Contre-argumentaire au paragraphe précédent. Ce sont souvent ceux qui possèdent des optiques performantes qui utilisent le plus le format RAW. Mais ce sont d'ailleurs aussi souvent ceux qui utilisent le capteur le plus performant (par exemple, les boîtiers pro ou quasi pro, style EOS 5D ou 1D) derrière ces optiques performantes. Je pense que c'est un tout : si tu as les phynances (coucou Ubu) et la passion pour accepter de débourser des sommes importantes dans des optiques pour accéder à un certain niveau de qualité, tu ne vas généralement pas t'arrêter en chemin. Au contraire, tu vas chercher à optimiser toute la chaîne de production de tes images : qualité des optiques (photo, micro, ou macro), qualité du capteur (haute résolution, fidélité des couleurs, peu de bruit) sans oublier, selon les sujets, sa réactivité et sa robustesse, qualité du post-traitement (format RAW, logiciels dédiés). Pour autant, il me paraît clair que les optimisations effectuées en post-traitement seront moins criantes que si tu pars, à la base, d'optiques présentant des "petites faiblesses" plus prononcées.
Lire un fichier au format RAW. C'est effectivement un gros problème, car ce format n'est absolument pas ouvert. Il existe des logiciels libres capables de lire les formats RAW propriétaires (un exemple,
dcraw ou son frontend
ufraw), mais ils ne sont peut-être pas aussi excellents que les logiciels de Canon (après tests, Digital Photo Professional fait un peu mieux que
ufraw auquel manque encore les corrections de "netteté" (
sharpness)). Quoi qu'il en soit, c'est un réel problème pour la sauvegarde à long terme de nos données. En tant que linuxien, cela me pose aussi un problème. Ma solution, à l'heure actuelle, est un compromis : faire les optimisations souhaitées, sauvegarder en TIFF/JPEG, et supprimer le fichier RAW. Je perds une partie des données, mais je m'assure de pouvoir les lire tant que je voudrais. On peut rêver d'un format Raw universel et ouvert (avec le sourire de la crémière
)... mais il n'existe pas à ma connaissance.

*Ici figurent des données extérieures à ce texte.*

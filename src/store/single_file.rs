use std::path::PathBuf;

use crate::foundation::error::{CinemaError, CinemaResult};
use crate::foundation::value::Descriptor;
use crate::schema::product::Combinations;
use crate::store::document::{Attributes, Document, Payload};
use crate::store::volume::{Volume, VolumeReader};
use crate::store::{DocumentIter, STORE_TYPE_KEY, Store, StoreCore, StoreInfo};

/// `metadata.store_type` written by [`SingleFileStore::create`].
pub const STORE_TYPE: &str = "SFS";

/// Name of the packed volume file next to the schema file.
pub const VOLUME_FILE_NAME: &str = "data.raw";

/// Store backed by one packed RGB volume, one slice per full parameter combination.
///
/// Slices are ordered by the Cartesian product of all parameters taken in lexicographic name
/// order, the last name varying fastest. Inserts are buffered in memory until
/// [`Store::flush`]; dropping a store with unflushed inserts flushes it and logs failures.
pub struct SingleFileStore {
    core: StoreCore,
    volume: Option<Volume>,
    dirty: bool,
}

impl SingleFileStore {
    /// Store whose schema file is `info_path`; the volume lives beside it.
    pub fn new(info_path: impl Into<PathBuf>) -> Self {
        Self {
            core: StoreCore::new(info_path),
            volume: None,
            dirty: false,
        }
    }

    /// Location of the packed volume file.
    pub fn volume_path(&self) -> PathBuf {
        self.core.root().join(VOLUME_FILE_NAME)
    }

    /// Total slice count: product of every parameter's domain size.
    pub fn num_slices(&self) -> usize {
        self.parameters().iter().map(|(_, p)| p.len()).product()
    }

    /// Plane dimensions of the volume, once one exists in memory or on disk.
    pub fn dimensions(&self) -> Option<(u32, u32)> {
        if let Some(v) = &self.volume {
            return Some((v.width(), v.height()));
        }
        VolumeReader::open(&self.volume_path())
            .ok()
            .map(|r| r.dimensions())
    }

    /// `true` when inserts are buffered but not yet written.
    pub fn is_dirty(&self) -> bool {
        self.dirty
    }

    /// Slice index of `descriptor` by mixed-radix positional arithmetic.
    ///
    /// `index = Σ_i valueIndex_i · Π_{j>i} size_j` over parameters in name order. The
    /// descriptor is completed with defaults first.
    pub fn compute_sliceindex(&self, descriptor: &Descriptor) -> CinemaResult<usize> {
        let desc = self.get_complete_descriptor(descriptor);
        let mut index = 0usize;
        for (name, param) in self.parameters().iter() {
            let value = &desc[name];
            let pos = param.index_of(value).ok_or_else(|| {
                CinemaError::query(format!("value {value} is not in the domain of '{name}'"))
            })?;
            index = index * param.len() + pos;
        }
        Ok(index)
    }

    /// Slice index of `descriptor` by scanning the full product in order.
    ///
    /// Agrees with [`SingleFileStore::compute_sliceindex`]; kept as its reference.
    pub fn compute_sliceindex_linear(&self, descriptor: &Descriptor) -> CinemaResult<usize> {
        let desc = self.get_complete_descriptor(descriptor);
        self.slice_order()?
            .find(|(_, combo)| combo.iter().all(|(k, v)| desc.get(k) == Some(v)))
            .map(|(index, _)| index)
            .ok_or_else(|| CinemaError::query("descriptor addresses no slice"))
    }

    /// Read slice `index` from memory or, when nothing is buffered, straight from the file.
    pub fn read_slice(&self, index: usize) -> CinemaResult<Option<image::RgbImage>> {
        if let Some(v) = &self.volume {
            return Ok(v.slice(index));
        }
        let path = self.volume_path();
        if !path.exists() {
            return Ok(None);
        }
        VolumeReader::open(&path)?.read_slice(index).map(Some)
    }

    /// Flush buffered inserts and release the store, reporting any write failure.
    ///
    /// Dropping the store also flushes, but can only log a failure.
    pub fn close(mut self) -> CinemaResult<()> {
        self.flush()
    }

    fn slice_order(&self) -> CinemaResult<Combinations> {
        let names: Vec<&str> = self.parameters().names().collect();
        self.parameters().combinations(&names)
    }

    fn volume_for(&mut self, plane: &image::RgbImage) -> CinemaResult<&mut Volume> {
        if self.volume.is_none() {
            let slices = self.num_slices();
            let path = self.volume_path();
            let volume = if path.exists() {
                let existing = Volume::read_from(&path)?;
                if existing.slices() != slices {
                    return Err(CinemaError::illegal_state(format!(
                        "volume '{}' holds {} slices but the schema addresses {slices}",
                        path.display(),
                        existing.slices()
                    )));
                }
                existing
            } else {
                tracing::info!(
                    width = plane.width(),
                    height = plane.height(),
                    slices,
                    "allocating packed volume"
                );
                Volume::new(plane.width(), plane.height(), slices)?
            };
            self.volume = Some(volume);
        }
        self.volume
            .as_mut()
            .ok_or_else(|| CinemaError::illegal_state("volume not allocated"))
    }
}

impl Store for SingleFileStore {
    fn core(&self) -> &StoreCore {
        &self.core
    }

    fn core_mut(&mut self) -> &mut StoreCore {
        &mut self.core
    }

    fn create(&mut self) -> CinemaResult<()> {
        self.core.check_uninitialized("create")?;
        self.core.add_metadata(Attributes::from_iter([(
            STORE_TYPE_KEY.to_string(),
            serde_json::Value::from(STORE_TYPE),
        )]));
        self.save()?;
        self.core.mark_initialized();
        tracing::info!(path = %self.core.info_path().display(), "created single file store");
        Ok(())
    }

    #[tracing::instrument(skip(self), fields(path = %self.core.info_path().display()))]
    fn load(&mut self) -> CinemaResult<()> {
        self.core.check_uninitialized("load")?;
        let mut info = StoreInfo::read(self.core.info_path())?;
        info.name_pattern = None;
        *self.core.info_mut() = info;
        self.core.mark_initialized();
        tracing::info!(slices = self.num_slices(), "loaded single file store");
        Ok(())
    }

    fn save(&self) -> CinemaResult<()> {
        self.core.info().write(self.core.info_path())
    }

    fn insert(&mut self, document: &Document) -> CinemaResult<()> {
        if !self.core.is_initialized() {
            self.create()?;
        }
        let Some(data) = &document.data else {
            tracing::debug!("document without payload, nothing to store");
            return Ok(());
        };
        let Payload::Image(plane) = data else {
            return Err(CinemaError::payload(
                "single file stores hold image payloads only",
            ));
        };
        let index = self.compute_sliceindex(document.descriptor())?;
        self.volume_for(plane)?.write_slice(index, plane)?;
        self.dirty = true;
        tracing::debug!(slice = index, "inserted document");
        Ok(())
    }

    fn find<'a>(&'a self, query: &Descriptor) -> CinemaResult<DocumentIter<'a>> {
        let order = self.slice_order()?;
        let query = query.clone();

        let mut reader = match &self.volume {
            Some(_) => None,
            None => {
                let path = self.volume_path();
                if !path.exists() {
                    return Ok(Box::new(std::iter::empty()));
                }
                Some(VolumeReader::open(&path)?)
            }
        };

        let iter = order.filter_map(move |(index, combo)| {
            if !query.iter().all(|(k, v)| combo.get(k) == Some(v)) {
                return None;
            }
            let plane = match (&self.volume, reader.as_mut()) {
                (Some(volume), _) => volume.slice(index).map(Ok),
                (None, Some(reader)) => Some(reader.read_slice(index)),
                (None, None) => None,
            };
            Some(plane?.map(|img| Document::with_data(combo, img)))
        });
        Ok(Box::new(iter))
    }

    #[tracing::instrument(skip(self), fields(path = %self.core.info_path().display()))]
    fn flush(&mut self) -> CinemaResult<()> {
        if !self.dirty {
            return Ok(());
        }
        if let Some(volume) = &self.volume {
            volume.write_to(&self.volume_path())?;
            tracing::info!(slices = volume.slices(), "flushed packed volume");
        }
        self.dirty = false;
        Ok(())
    }
}

impl Drop for SingleFileStore {
    fn drop(&mut self) {
        if self.dirty
            && let Err(err) = self.flush()
        {
            tracing::error!(error = %err, "failed to flush packed volume on release");
        }
    }
}

#[cfg(test)]
#[path = "../../tests/unit/store/single_file.rs"]
mod tests;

Bref, peaufiner les réglages avant la photo c'est indispensable, car on ne peut bien évidemment pas faire apparaître des infos qui n'existent pas (zones "cramées", mauvais cadrage, flou complexe, artefacts lumineux complexes, etc.) et, pire encore, rectifier des faiblesses de nature esthétique (cadrage, profondeur de champ, qualité du bokeh, etc.), mais je ne voue pas pour autant le format RAW aux gémonies.